━━━━━ TASK INPUT ━━━━━

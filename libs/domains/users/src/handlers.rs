use axum::{
    extract::{Query, State},
    http::StatusCode,
    response::IntoResponse,
    routing::{get, patch},
    Json, Router,
};
use axum_helpers::{AppJson, ErrorResponse, UuidPath};
use std::sync::Arc;
use utoipa::OpenApi;
use uuid::Uuid;

use crate::error::UserResult;
use crate::models::{
    CreateUserRequest, ListUsersQuery, UpdateUserStatusRequest, UserPage, UserResponse, UserStatus,
};
use crate::repository::UserRepository;
use crate::service::UserService;

/// OpenAPI documentation for the Users API
#[derive(OpenApi)]
#[openapi(
    paths(list_users, create_user, get_user, update_user_status, delete_user),
    components(schemas(
        CreateUserRequest,
        UpdateUserStatusRequest,
        UserResponse,
        UserStatus,
        UserPage<UserResponse>,
        ErrorResponse,
    )),
    tags(
        (name = "Users", description = "User management endpoints")
    )
)]
pub struct ApiDoc;

/// Create the users router with all HTTP endpoints
pub fn router<R: UserRepository + 'static>(service: UserService<R>) -> Router {
    let shared_service = Arc::new(service);

    Router::new()
        .route("/", get(list_users).post(create_user))
        .route("/{id}", get(get_user).delete(delete_user))
        .route("/{id}/status", patch(update_user_status))
        .with_state(shared_service)
}

/// List users with paging, an optional status filter, and an optional
/// name/email search
#[utoipa::path(
    get,
    path = "",
    tag = "Users",
    params(ListUsersQuery),
    responses(
        (status = 200, description = "Page of users", body = UserPage<UserResponse>),
        (status = 500, description = "Unexpected failure", body = ErrorResponse)
    )
)]
async fn list_users<R: UserRepository>(
    State(service): State<Arc<UserService<R>>>,
    Query(query): Query<ListUsersQuery>,
) -> UserResult<Json<UserPage<UserResponse>>> {
    let page = service.list_users(query).await?;
    Ok(Json(page))
}

/// Create a new user
#[utoipa::path(
    post,
    path = "",
    tag = "Users",
    request_body = CreateUserRequest,
    responses(
        (status = 200, description = "User created", body = UserResponse),
        (status = 400, description = "Validation failure or duplicate email", body = ErrorResponse),
        (status = 500, description = "Unexpected failure", body = ErrorResponse)
    )
)]
async fn create_user<R: UserRepository>(
    State(service): State<Arc<UserService<R>>>,
    AppJson(input): AppJson<CreateUserRequest>,
) -> UserResult<Json<UserResponse>> {
    let user = service.create_user(input).await?;
    Ok(Json(user))
}

/// Get a user by id
#[utoipa::path(
    get,
    path = "/{id}",
    tag = "Users",
    params(
        ("id" = Uuid, Path, description = "User ID")
    ),
    responses(
        (status = 200, description = "User found", body = UserResponse),
        (status = 404, description = "User not found", body = ErrorResponse),
        (status = 500, description = "Unexpected failure", body = ErrorResponse)
    )
)]
async fn get_user<R: UserRepository>(
    State(service): State<Arc<UserService<R>>>,
    UuidPath(id): UuidPath,
) -> UserResult<Json<UserResponse>> {
    let user = service.get_user(id).await?;
    Ok(Json(user))
}

/// Update a user's status
#[utoipa::path(
    patch,
    path = "/{id}/status",
    tag = "Users",
    params(
        ("id" = Uuid, Path, description = "User ID")
    ),
    request_body = UpdateUserStatusRequest,
    responses(
        (status = 200, description = "Status updated", body = UserResponse),
        (status = 400, description = "Missing status", body = ErrorResponse),
        (status = 404, description = "User not found", body = ErrorResponse),
        (status = 500, description = "Unexpected failure", body = ErrorResponse)
    )
)]
async fn update_user_status<R: UserRepository>(
    State(service): State<Arc<UserService<R>>>,
    UuidPath(id): UuidPath,
    AppJson(input): AppJson<UpdateUserStatusRequest>,
) -> UserResult<Json<UserResponse>> {
    let user = service.update_user_status(id, input).await?;
    Ok(Json(user))
}

/// Delete a user
#[utoipa::path(
    delete,
    path = "/{id}",
    tag = "Users",
    params(
        ("id" = Uuid, Path, description = "User ID")
    ),
    responses(
        (status = 200, description = "User deleted"),
        (status = 404, description = "User not found", body = ErrorResponse),
        (status = 500, description = "Unexpected failure", body = ErrorResponse)
    )
)]
async fn delete_user<R: UserRepository>(
    State(service): State<Arc<UserService<R>>>,
    UuidPath(id): UuidPath,
) -> UserResult<impl IntoResponse> {
    service.delete_user(id).await?;
    Ok(StatusCode::OK)
}

#[cfg(test)]
mod tests {
    use super::*;
    use crate::models::User;
    use crate::repository::MockUserRepository;
    use axum::body::Body;
    use axum::http::Request;
    use http_body_util::BodyExt;
    use serde_json::json;
    use tower::ServiceExt;
    use uuid::Uuid;

    async fn json_body(response: axum::response::Response) -> serde_json::Value {
        let bytes = response.into_body().collect().await.unwrap().to_bytes();
        serde_json::from_slice(&bytes).unwrap()
    }

    fn app(mock_repo: MockUserRepository) -> Router {
        router(UserService::new(mock_repo))
    }

    fn post_json(uri: &str, body: serde_json::Value) -> Request<Body> {
        Request::post(uri)
            .header("content-type", "application/json")
            .body(Body::from(body.to_string()))
            .unwrap()
    }

    #[tokio::test]
    async fn create_returns_200_with_active_status() {
        let mut mock_repo = MockUserRepository::new();
        mock_repo.expect_find_by_email().returning(|_| Ok(None));
        mock_repo
            .expect_insert()
            .returning(|input| Ok(User::new(input)));

        let response = app(mock_repo)
            .oneshot(post_json(
                "/",
                json!({ "name": "Sai", "email": "sai@test.com" }),
            ))
            .await
            .unwrap();

        assert_eq!(response.status(), StatusCode::OK);
        let body = json_body(response).await;
        assert_eq!(body["status"], "ACTIVE");
        assert_eq!(body["name"], "Sai");
        assert!(body["id"].as_str().is_some());
    }

    #[tokio::test]
    async fn create_duplicate_email_returns_400() {
        let mut mock_repo = MockUserRepository::new();
        mock_repo.expect_find_by_email().returning(|email| {
            Ok(Some(User::new(CreateUserRequest {
                name: "Existing".to_string(),
                email: email.to_string(),
            })))
        });

        let response = app(mock_repo)
            .oneshot(post_json(
                "/",
                json!({ "name": "Sai", "email": "sai@test.com" }),
            ))
            .await
            .unwrap();

        assert_eq!(response.status(), StatusCode::BAD_REQUEST);
        let body = json_body(response).await;
        assert_eq!(body["message"], "User with this email already exists");
    }

    #[tokio::test]
    async fn create_blank_name_returns_first_violation() {
        let response = app(MockUserRepository::new())
            .oneshot(post_json(
                "/",
                json!({ "name": "  ", "email": "not-an-email" }),
            ))
            .await
            .unwrap();

        assert_eq!(response.status(), StatusCode::BAD_REQUEST);
        let body = json_body(response).await;
        assert_eq!(body["message"], "Name cannot be empty");
    }

    #[tokio::test]
    async fn get_missing_user_returns_404() {
        let mut mock_repo = MockUserRepository::new();
        mock_repo.expect_find_by_id().returning(|_| Ok(None));

        let response = app(mock_repo)
            .oneshot(
                Request::get(format!("/{}", Uuid::now_v7()))
                    .body(Body::empty())
                    .unwrap(),
            )
            .await
            .unwrap();

        assert_eq!(response.status(), StatusCode::NOT_FOUND);
        let body = json_body(response).await;
        assert_eq!(body["message"], "User not found");
    }

    #[tokio::test]
    async fn get_invalid_uuid_returns_400() {
        let response = app(MockUserRepository::new())
            .oneshot(Request::get("/not-a-uuid").body(Body::empty()).unwrap())
            .await
            .unwrap();

        assert_eq!(response.status(), StatusCode::BAD_REQUEST);
    }

    #[tokio::test]
    async fn patch_status_returns_updated_projection() {
        let user = User::new(CreateUserRequest {
            name: "Sai".to_string(),
            email: "sai@test.com".to_string(),
        });
        let id = user.id;

        let mut mock_repo = MockUserRepository::new();
        let stored = user.clone();
        mock_repo
            .expect_find_by_id()
            .returning(move |_| Ok(Some(stored.clone())));
        mock_repo.expect_update().returning(Ok);

        let request = Request::patch(format!("/{}/status", id))
            .header("content-type", "application/json")
            .body(Body::from(json!({ "status": "BLOCKED" }).to_string()))
            .unwrap();

        let response = app(mock_repo).oneshot(request).await.unwrap();

        assert_eq!(response.status(), StatusCode::OK);
        let body = json_body(response).await;
        assert_eq!(body["status"], "BLOCKED");
    }

    #[tokio::test]
    async fn patch_without_status_returns_400() {
        let request = Request::patch(format!("/{}/status", Uuid::now_v7()))
            .header("content-type", "application/json")
            .body(Body::from(json!({}).to_string()))
            .unwrap();

        let response = app(MockUserRepository::new()).oneshot(request).await.unwrap();

        assert_eq!(response.status(), StatusCode::BAD_REQUEST);
        let body = json_body(response).await;
        assert_eq!(body["message"], "Status is required");
    }

    #[tokio::test]
    async fn delete_returns_200_with_empty_body() {
        let user = User::new(CreateUserRequest {
            name: "Sai".to_string(),
            email: "sai@test.com".to_string(),
        });
        let id = user.id;

        let mut mock_repo = MockUserRepository::new();
        let stored = user.clone();
        mock_repo
            .expect_find_by_id()
            .returning(move |_| Ok(Some(stored.clone())));
        mock_repo.expect_delete().returning(|_| Ok(()));

        let response = app(mock_repo)
            .oneshot(
                Request::delete(format!("/{}", id))
                    .body(Body::empty())
                    .unwrap(),
            )
            .await
            .unwrap();

        assert_eq!(response.status(), StatusCode::OK);
        let bytes = response.into_body().collect().await.unwrap().to_bytes();
        assert!(bytes.is_empty());
    }

    #[tokio::test]
    async fn list_unrecognized_status_is_treated_as_absent() {
        let mut mock_repo = MockUserRepository::new();
        mock_repo
            .expect_find_page()
            .withf(|filter, _, _| *filter == crate::models::UserFilter::All)
            .returning(|_, page, size| Ok(UserPage::new(vec![], 0, page, size)));

        let response = app(mock_repo)
            .oneshot(Request::get("/?status=SLEEPING").body(Body::empty()).unwrap())
            .await
            .unwrap();

        assert_eq!(response.status(), StatusCode::OK);
        let body = json_body(response).await;
        assert_eq!(body["totalElements"], 0);
        assert_eq!(body["page"], 0);
    }
}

━━━━━

DIRECTIONS FOR THIS TASK: Output only the lines from the top of the entries through the one holding "pub fn router<R: UserRepository", copied exactly.

ANSWER TO THE EXERCISE:
filename libs/domains/users/src/handlers.rs
use axum::{
    extract::{Query, State},
    http::StatusCode,
    response::IntoResponse,
    routing::{get, patch},
    Json, Router,
};
use axum_helpers::{AppJson, ErrorResponse, UuidPath};
use std::sync::Arc;
use utoipa::OpenApi;
use uuid::Uuid;

use crate::error::UserResult;
use crate::models::{
    CreateUserRequest, ListUsersQuery, UpdateUserStatusRequest, UserPage, UserResponse, UserStatus,
};
use crate::repository::UserRepository;
use crate::service::UserService;

/// OpenAPI documentation for the Users API
#[derive(OpenApi)]
#[openapi(
    paths(list_users, create_user, get_user, update_user_status, delete_user),
    components(schemas(
        CreateUserRequest,
        UpdateUserStatusRequest,
        UserResponse,
        UserStatus,
        UserPage<UserResponse>,
        ErrorResponse,
    )),
    tags(
        (name = "Users", description = "User management endpoints")
    )
)]
pub struct ApiDoc;

/// Create the users router with all HTTP endpoints
pub fn router<R: UserRepository + 'static>(service: UserService<R>) -> Router {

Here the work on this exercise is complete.